Guest post by Daniel Macfarlane is a part of our America’s Most Endangered Rivers® series spotlighting the St. Lawrence River.
The St. Lawrence Seaway and Power Project, built by Canada and the U.S. between 1954 and 1959, blended a deep-draught navigation system with a massive hydroelectric development. The dams and control works built as part of this project, explained in detail in my book Negotiating a River: Canada, the US, and the Creation of the St. Lawrence Seaway, turned a large stretch of the international river into a lake, flooding out some 40,000 acres – and the residents – on both sides of the U.S./Canada border.
We shouldn’t assume that the Seaway is a success story. It never came close to living up to predictions nor to paying for itself. Moreover, the project had many ecological ramifications, which included facilitating the passage of many invasive species.
The method of regulating Lake Ontario and the St. Lawrence River is one of the crucial ecological legacies of this megaproject. Water levels were kept within a specified and predictable range – the “method of regulation” – based on the needs of various competing uses: commercial shipping, hydropower, port users at Montreal, and property owners on Lake Ontario.
However, the process of establishing the initial method of regulation during the 1950s and 1960s was plagued by engineering errors, guesses, and partisan politics. Engineers and planners, overly reliant on giant models, admitted that they weren’t really sure about what they were doing. As a result, they strove to attain levels, in their own words, “as nearly as may be.” After going through several provisional methods of regulation (see image below) during the construction of the Seaway, engineers arrived at method 1958-D, which compresses the water range to about 4 feet. Unfortunately, significant problems with natural water supply soon developed, since Great Lakes water levels naturally fluctuate. Thus the method of regulation 1958-DD, a tweak of its predecessor, was adopted.

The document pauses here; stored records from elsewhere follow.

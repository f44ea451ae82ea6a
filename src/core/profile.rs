use crate::error::ValidationError;
use crate::models::{
    BodyType, Category, Contrast, FitDimension, FitQuality, MatrixOutfitEntry, RawStyleProfile,
    SkinTone, StyleProfile,
};
use std::collections::BTreeSet;

/// Categories used when onboarding left a dimension unset
#[derive(Debug, Clone, Copy, PartialEq, Eq)]
pub struct ProfileDefaults {
    pub skin_tone: SkinTone,
    pub body_type: BodyType,
    pub contrast: Contrast,
}

impl Default for ProfileDefaults {
    fn default() -> Self {
        Self {
            skin_tone: SkinTone::Neutral,
            body_type: BodyType::Rectangle,
            contrast: Contrast::Medium,
        }
    }
}

impl ProfileDefaults {
    /// Defaults for a concrete catalog.
    ///
    /// The body type falls back to the category with the most neutral fit
    /// distribution: fewest `Avoid` ratings, then most `Neutral` ratings,
    /// then declaration order.
    pub fn for_entries(entries: &[MatrixOutfitEntry]) -> Self {
        let mut defaults = Self::default();
        if entries.is_empty() {
            return defaults;
        }

        let mut best: Option<(BodyType, usize, usize)> = None;
        for &body_type in BodyType::ALL {
            let (avoid, neutral) = entries.iter().fold((0, 0), |(avoid, neutral), entry| {
                match entry.body_type_fit.get(&body_type) {
                    Some(FitQuality::Avoid) => (avoid + 1, neutral),
                    Some(FitQuality::Neutral) => (avoid, neutral + 1),
                    _ => (avoid, neutral),
                }
            });

            let better = match best {
                None => true,
                Some((_, best_avoid, best_neutral)) => {
                    avoid < best_avoid || (avoid == best_avoid && neutral > best_neutral)
                }
            };
            if better {
                best = Some((body_type, avoid, neutral));
            }
        }

        if let Some((body_type, _, _)) = best {
            defaults.body_type = body_type;
        }
        defaults
    }
}

/// Lowercase, trim, and fold `_` and spaces into `-`.
/// Returns `None` for blank input.
pub(crate) fn normalize_token(raw: &str) -> Option<String> {
    let trimmed = raw.trim();
    if trimmed.is_empty() {
        return None;
    }
    let token = trimmed
        .to_lowercase()
        .split(|c: char| c == '_' || c == '-' || c.is_whitespace())
        .filter(|part| !part.is_empty())
        .collect::<Vec<_>>()
        .join("-");
    Some(token)
}

/// Parse one categorical input. Blank input yields `Ok(None)`.
pub fn parse_category<C: Category>(
    field: &'static str,
    raw: Option<&str>,
) -> Result<Option<C>, ValidationError> {
    let Some(token) = raw.and_then(normalize_token) else {
        return Ok(None);
    };

    C::from_token(&token)
        .map(Some)
        .ok_or_else(|| ValidationError::UnknownCategory {
            field,
            value: raw.unwrap_or_default().to_string(),
            expected: C::expected(),
        })
}

/// Like `parse_category`, but the field is mandatory
pub fn require_category<C: Category>(field: &'static str, raw: &str) -> Result<C, ValidationError> {
    parse_category(field, Some(raw))?.ok_or(ValidationError::BlankValue { field })
}

/// Map raw onboarding data onto a `StyleProfile`.
///
/// Unset fields take the value from `defaults` and are recorded as defaulted;
/// values that match no category are rejected with the field named.
pub fn normalize_profile(
    raw: &RawStyleProfile,
    defaults: &ProfileDefaults,
) -> Result<StyleProfile, ValidationError> {
    let mut defaulted = BTreeSet::new();

    let skin_tone = parse_category::<SkinTone>("skin_tone", raw.skin_tone.as_deref())?
        .unwrap_or_else(|| {
            defaulted.insert(FitDimension::SkinTone);
            defaults.skin_tone
        });

    let body_type = parse_category::<BodyType>("body_type", raw.body_type.as_deref())?
        .unwrap_or_else(|| {
            defaulted.insert(FitDimension::BodyType);
            defaults.body_type
        });

    let contrast = parse_category::<Contrast>("contrast", raw.contrast.as_deref())?
        .unwrap_or_else(|| {
            defaulted.insert(FitDimension::Contrast);
            defaults.contrast
        });

    let lifestyle_tags = raw
        .lifestyle
        .iter()
        .map(|tag| normalize_token(tag).ok_or(ValidationError::BlankValue { field: "lifestyle" }))
        .collect::<Result<BTreeSet<_>, _>>()?;

    Ok(StyleProfile {
        skin_tone,
        body_type,
        contrast,
        lifestyle_tags,
        defaulted,
    })
}
use serde::{Deserialize, Serialize};
use crate::models::domain::MatchResult;

/// Response for the match endpoint
#[derive(Debug, Clone, Serialize, Deserialize)]
pub struct MatchOutfitsResponse {
    #[serde(rename = "requestId")]
    pub request_id: String,
    pub occasion: String,
    pub mode: String,
    #[serde(rename = "catalogVersion")]
    pub catalog_version: String,
    pub outfits: MatchResult,
    #[serde(rename = "hasAlternatives")]
    pub has_alternatives: bool,
    #[serde(rename = "totalCandidates")]
    pub total_candidates: usize,
}

/// Health check response
#[derive(Debug, Clone, Serialize, Deserialize)]
pub struct HealthResponse {
    pub status: String,
    pub version: String,
    pub timestamp: chrono::DateTime<chrono::Utc>,
    #[serde(rename = "catalogVersion")]
    pub catalog_version: String,
    #[serde(rename = "catalogEntries")]
    pub catalog_entries: usize,
}

/// Error response
#[derive(Debug, Clone, Serialize, Deserialize)]
pub struct ErrorResponse {
    pub error: String,
    pub message: String,
    pub status_code: u16,
}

It soon became apparent that steady water levels were detrimental to the St. Lawrence ecosystem, especially coastal wetlands, littoral zones, and fish populations. The natural variability that happens during seasonal changes to an unregulated river, even one with a steady flow like the St. Lawrence, are very beneficial for shoreline ecology and wildlife.
Many St. Lawrence communities and environmental advocacy groups strongly support the International Joint Commission’s (IJC) proposed Plan 2014. However, Seaway administrators, shipping interests, and some shoreline owners worried about erosion on their property are opposed. In fact, complaints from Lake Ontario property owners were partially responsible for the flawed system that was put in place a half century ago.
The current method of regulation is antiquated, recognized by the designation in April 2016 of the St. Lawrence as one of America’s Most Endangered Rivers®. The history of trying to regulate the St. Lawrence River shows that there is an underlying conceptual flaw in the notion that we should control the hydrological regimes on rivers and lakes. Plan 2014 is a major step in the right direction.
Dr. Daniel Macfarlane is an Assistant Professor of Environmental and Sustainability Studies at Western Michigan University.